TASK ITEM: From the data below, tally each line that has "scenario" in it, then give that tally without comment.

(Saved entries)

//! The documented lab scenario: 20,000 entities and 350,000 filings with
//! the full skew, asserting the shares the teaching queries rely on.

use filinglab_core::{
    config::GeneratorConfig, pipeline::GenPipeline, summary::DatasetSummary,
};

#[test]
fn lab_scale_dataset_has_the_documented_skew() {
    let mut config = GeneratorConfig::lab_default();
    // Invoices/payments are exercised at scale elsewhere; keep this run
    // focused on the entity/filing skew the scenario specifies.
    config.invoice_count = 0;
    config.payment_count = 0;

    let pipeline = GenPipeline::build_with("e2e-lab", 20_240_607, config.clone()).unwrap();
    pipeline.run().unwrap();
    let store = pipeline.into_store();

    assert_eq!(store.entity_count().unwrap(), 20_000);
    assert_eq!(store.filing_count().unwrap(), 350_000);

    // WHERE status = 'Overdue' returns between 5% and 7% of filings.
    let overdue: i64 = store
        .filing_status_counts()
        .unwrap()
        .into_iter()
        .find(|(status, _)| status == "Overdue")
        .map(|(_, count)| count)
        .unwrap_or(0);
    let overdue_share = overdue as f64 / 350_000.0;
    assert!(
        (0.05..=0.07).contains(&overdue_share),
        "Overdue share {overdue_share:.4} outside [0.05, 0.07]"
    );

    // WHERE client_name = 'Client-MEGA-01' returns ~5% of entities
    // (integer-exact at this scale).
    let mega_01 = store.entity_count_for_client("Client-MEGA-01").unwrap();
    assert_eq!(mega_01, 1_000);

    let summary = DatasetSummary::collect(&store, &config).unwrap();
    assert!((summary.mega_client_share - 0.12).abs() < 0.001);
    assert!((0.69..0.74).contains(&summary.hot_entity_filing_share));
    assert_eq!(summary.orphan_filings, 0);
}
--
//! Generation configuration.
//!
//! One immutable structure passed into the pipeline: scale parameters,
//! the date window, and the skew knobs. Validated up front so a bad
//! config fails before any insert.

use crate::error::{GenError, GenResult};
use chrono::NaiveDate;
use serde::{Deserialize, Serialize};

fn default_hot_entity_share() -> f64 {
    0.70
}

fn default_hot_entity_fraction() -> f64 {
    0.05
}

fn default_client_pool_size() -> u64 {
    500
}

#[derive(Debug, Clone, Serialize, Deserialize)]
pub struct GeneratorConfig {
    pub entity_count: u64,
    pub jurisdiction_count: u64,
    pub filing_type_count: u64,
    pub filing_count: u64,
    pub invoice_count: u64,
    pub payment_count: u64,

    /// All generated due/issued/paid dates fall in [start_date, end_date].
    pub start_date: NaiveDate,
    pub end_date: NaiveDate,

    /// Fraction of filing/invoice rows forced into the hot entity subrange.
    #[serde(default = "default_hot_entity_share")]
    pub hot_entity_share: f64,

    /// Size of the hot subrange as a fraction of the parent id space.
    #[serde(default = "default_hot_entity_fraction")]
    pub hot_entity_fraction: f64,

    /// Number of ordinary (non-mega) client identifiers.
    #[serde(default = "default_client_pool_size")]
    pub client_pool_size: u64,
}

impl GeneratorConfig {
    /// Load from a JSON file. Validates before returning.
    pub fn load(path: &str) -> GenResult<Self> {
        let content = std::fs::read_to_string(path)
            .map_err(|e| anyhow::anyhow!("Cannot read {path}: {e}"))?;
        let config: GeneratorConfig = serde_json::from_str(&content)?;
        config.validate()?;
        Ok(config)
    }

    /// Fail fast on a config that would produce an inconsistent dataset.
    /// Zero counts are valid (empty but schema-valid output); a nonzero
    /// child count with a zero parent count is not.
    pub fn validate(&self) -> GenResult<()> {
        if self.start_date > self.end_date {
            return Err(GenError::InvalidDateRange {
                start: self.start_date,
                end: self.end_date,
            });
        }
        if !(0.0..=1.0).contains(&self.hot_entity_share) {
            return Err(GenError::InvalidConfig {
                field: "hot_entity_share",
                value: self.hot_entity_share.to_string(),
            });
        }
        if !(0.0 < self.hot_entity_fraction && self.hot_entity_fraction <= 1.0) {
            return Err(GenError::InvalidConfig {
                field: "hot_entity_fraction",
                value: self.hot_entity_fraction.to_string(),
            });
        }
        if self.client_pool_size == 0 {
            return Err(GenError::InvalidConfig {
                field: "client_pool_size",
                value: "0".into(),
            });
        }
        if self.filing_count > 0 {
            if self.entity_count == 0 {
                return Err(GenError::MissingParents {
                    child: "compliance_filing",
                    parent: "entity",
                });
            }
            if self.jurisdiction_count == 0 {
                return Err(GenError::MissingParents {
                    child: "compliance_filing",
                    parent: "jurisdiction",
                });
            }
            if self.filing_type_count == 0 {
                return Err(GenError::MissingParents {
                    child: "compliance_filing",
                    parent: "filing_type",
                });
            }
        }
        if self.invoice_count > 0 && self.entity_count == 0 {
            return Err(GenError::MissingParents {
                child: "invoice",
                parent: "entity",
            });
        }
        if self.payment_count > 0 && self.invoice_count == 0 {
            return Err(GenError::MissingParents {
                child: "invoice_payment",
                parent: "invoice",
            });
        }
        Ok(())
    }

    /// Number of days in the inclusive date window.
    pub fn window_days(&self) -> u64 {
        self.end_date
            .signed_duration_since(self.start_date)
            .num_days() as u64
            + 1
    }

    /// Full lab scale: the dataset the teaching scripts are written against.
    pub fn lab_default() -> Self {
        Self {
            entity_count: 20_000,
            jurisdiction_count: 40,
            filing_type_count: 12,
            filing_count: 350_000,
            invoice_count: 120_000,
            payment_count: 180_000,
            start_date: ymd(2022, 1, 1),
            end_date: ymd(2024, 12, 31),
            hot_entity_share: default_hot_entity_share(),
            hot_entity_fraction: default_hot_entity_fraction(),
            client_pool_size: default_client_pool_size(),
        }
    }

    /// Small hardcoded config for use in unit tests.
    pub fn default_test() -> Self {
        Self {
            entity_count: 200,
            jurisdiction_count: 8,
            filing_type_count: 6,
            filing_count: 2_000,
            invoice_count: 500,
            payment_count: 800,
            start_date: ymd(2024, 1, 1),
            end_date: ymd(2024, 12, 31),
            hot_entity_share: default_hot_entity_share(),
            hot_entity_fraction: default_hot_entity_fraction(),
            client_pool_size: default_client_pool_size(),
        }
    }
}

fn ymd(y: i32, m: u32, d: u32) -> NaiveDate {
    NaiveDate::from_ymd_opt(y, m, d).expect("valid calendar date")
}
==
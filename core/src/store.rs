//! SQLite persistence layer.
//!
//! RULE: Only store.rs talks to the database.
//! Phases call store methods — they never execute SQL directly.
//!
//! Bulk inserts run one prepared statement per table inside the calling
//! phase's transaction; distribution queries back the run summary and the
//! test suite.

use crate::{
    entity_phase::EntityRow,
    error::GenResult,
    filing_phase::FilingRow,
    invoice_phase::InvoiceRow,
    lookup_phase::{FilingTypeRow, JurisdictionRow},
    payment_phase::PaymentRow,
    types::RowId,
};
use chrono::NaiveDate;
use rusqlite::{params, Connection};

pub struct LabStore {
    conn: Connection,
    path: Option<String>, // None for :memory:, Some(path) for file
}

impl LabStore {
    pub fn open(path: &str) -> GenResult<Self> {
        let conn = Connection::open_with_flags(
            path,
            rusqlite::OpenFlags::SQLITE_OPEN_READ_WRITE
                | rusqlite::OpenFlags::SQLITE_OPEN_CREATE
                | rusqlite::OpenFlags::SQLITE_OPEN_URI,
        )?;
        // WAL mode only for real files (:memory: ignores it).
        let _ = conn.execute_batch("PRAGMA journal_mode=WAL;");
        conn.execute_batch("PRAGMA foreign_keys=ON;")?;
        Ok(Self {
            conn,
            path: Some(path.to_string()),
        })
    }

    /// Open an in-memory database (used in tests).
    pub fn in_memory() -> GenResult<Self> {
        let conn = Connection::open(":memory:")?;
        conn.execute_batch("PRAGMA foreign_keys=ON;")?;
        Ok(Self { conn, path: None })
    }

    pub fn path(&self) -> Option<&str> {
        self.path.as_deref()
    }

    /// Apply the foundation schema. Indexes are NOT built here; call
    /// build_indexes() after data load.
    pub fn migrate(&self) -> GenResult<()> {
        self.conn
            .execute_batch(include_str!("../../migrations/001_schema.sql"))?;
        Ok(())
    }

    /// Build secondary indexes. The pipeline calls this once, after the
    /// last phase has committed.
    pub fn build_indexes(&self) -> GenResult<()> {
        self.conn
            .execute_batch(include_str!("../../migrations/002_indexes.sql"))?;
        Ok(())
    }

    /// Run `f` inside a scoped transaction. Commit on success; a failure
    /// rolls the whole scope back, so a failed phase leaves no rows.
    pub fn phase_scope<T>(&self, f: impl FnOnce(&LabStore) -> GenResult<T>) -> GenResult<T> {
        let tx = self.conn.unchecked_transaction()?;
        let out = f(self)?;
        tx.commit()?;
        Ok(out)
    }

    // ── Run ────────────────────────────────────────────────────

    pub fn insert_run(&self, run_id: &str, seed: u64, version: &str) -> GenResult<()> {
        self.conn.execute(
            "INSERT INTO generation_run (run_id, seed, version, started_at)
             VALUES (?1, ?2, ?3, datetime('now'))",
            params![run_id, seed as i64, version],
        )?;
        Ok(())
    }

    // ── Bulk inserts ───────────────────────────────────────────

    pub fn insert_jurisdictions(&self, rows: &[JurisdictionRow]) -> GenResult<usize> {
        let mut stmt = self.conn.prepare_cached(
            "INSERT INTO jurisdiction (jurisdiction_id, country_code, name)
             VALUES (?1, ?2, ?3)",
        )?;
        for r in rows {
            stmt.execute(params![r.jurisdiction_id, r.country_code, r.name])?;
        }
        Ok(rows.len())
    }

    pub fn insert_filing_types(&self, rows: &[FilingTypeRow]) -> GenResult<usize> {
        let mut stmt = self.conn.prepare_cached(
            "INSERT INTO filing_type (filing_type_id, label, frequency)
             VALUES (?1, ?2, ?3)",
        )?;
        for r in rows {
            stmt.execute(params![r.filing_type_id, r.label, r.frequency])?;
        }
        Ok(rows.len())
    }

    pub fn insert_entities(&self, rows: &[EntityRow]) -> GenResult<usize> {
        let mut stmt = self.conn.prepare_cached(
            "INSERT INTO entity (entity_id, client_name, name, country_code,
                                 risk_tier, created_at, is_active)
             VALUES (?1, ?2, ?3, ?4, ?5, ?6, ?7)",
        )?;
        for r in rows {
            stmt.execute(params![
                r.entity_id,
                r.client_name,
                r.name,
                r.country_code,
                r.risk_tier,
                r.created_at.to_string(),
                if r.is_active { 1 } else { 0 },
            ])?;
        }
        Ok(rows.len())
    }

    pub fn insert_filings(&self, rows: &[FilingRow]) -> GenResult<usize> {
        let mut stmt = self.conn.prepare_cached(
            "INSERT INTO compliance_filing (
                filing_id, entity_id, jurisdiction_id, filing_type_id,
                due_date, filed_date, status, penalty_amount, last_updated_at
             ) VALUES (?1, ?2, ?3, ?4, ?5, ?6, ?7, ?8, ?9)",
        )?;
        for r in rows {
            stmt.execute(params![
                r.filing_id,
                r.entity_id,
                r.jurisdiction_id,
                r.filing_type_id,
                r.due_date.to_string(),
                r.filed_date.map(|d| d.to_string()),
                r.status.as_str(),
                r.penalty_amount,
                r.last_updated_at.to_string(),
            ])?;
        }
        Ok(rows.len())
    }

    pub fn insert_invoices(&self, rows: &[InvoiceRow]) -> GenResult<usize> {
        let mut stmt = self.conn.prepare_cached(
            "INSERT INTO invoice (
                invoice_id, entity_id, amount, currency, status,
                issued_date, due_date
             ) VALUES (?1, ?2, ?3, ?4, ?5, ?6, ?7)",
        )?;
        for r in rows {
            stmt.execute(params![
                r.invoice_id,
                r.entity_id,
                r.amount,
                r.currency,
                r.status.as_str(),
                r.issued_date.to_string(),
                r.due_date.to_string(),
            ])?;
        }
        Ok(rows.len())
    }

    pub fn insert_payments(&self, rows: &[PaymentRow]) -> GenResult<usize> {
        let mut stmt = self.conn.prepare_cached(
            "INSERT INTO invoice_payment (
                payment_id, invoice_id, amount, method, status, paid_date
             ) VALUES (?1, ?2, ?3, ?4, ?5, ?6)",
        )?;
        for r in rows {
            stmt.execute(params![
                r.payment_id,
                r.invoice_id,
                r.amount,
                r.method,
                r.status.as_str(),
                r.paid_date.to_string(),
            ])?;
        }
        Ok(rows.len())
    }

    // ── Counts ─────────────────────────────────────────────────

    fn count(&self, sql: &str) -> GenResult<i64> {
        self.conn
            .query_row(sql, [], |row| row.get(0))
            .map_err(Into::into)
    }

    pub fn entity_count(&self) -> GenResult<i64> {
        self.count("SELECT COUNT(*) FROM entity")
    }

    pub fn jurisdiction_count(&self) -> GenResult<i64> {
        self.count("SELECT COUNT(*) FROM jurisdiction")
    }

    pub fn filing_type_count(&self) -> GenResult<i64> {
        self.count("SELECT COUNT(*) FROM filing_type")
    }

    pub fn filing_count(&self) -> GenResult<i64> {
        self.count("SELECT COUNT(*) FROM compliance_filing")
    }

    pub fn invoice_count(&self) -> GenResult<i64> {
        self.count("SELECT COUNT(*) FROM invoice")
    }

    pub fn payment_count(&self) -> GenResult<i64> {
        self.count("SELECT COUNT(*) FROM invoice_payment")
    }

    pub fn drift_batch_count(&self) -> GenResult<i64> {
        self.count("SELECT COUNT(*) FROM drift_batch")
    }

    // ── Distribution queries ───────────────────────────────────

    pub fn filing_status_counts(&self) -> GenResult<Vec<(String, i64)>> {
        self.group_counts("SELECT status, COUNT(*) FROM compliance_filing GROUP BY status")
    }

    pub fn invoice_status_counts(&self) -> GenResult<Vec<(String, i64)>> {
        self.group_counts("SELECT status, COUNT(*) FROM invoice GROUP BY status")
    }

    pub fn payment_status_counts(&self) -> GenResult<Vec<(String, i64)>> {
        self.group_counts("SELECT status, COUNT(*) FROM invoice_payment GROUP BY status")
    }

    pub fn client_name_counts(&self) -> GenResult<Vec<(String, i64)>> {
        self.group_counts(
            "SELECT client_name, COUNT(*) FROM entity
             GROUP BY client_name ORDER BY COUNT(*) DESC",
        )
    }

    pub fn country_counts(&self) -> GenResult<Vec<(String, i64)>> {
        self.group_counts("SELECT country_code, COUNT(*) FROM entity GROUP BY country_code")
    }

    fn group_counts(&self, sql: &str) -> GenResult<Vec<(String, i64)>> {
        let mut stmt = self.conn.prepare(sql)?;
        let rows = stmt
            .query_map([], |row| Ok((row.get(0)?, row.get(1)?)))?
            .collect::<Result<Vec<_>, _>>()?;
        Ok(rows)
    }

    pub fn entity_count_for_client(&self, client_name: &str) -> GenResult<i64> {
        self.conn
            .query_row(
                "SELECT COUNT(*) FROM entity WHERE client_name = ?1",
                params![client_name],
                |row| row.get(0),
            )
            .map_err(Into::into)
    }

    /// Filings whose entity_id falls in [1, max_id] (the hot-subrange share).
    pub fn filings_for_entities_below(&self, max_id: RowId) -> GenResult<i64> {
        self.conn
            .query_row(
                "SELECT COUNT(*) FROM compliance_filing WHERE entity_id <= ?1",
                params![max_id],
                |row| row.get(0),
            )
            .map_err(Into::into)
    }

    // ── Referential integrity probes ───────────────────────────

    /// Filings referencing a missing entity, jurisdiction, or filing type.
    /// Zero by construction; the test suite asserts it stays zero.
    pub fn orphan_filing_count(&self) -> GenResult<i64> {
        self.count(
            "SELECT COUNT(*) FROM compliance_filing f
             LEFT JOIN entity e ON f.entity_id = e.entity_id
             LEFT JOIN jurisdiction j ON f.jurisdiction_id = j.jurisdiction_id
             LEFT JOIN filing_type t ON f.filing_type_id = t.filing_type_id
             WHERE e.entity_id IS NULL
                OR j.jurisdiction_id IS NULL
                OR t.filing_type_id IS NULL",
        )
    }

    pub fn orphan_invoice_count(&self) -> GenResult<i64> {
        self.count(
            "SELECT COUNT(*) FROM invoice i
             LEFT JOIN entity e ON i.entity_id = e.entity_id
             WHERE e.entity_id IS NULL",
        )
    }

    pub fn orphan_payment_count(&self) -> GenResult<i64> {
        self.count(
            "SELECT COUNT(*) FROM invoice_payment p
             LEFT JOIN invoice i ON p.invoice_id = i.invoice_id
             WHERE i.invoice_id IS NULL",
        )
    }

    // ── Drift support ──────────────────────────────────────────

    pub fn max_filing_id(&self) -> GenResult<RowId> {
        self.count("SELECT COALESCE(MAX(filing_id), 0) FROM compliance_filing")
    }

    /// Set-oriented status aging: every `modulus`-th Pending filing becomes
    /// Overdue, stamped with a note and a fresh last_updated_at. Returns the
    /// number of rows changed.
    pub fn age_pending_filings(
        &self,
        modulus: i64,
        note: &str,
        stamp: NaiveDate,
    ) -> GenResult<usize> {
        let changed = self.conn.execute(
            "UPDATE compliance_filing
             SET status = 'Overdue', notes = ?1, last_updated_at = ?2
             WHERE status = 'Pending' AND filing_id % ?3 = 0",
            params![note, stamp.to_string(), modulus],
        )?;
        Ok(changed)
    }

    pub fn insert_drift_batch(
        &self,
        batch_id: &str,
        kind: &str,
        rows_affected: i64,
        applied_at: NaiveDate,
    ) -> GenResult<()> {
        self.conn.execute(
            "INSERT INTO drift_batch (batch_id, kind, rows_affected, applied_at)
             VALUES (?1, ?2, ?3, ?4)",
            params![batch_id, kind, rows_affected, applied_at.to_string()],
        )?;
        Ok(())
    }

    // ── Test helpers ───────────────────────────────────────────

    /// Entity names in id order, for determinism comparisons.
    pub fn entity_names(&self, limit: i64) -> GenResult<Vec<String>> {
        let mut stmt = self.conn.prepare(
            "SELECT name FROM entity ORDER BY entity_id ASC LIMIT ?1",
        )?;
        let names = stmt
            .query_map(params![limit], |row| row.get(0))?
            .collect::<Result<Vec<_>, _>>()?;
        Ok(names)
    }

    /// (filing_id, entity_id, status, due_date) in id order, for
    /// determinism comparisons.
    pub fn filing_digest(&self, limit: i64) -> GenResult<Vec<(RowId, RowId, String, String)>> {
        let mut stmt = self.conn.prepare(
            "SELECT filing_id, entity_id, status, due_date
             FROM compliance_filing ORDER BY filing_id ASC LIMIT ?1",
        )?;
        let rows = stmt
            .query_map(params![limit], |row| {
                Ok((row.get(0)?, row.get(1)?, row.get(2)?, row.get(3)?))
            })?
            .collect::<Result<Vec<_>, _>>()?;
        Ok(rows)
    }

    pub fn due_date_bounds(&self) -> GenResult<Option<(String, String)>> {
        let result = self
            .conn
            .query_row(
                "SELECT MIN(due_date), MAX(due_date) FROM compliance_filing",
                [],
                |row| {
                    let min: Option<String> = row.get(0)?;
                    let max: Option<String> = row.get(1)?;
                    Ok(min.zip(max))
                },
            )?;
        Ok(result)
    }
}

FINAL ANSWER: 2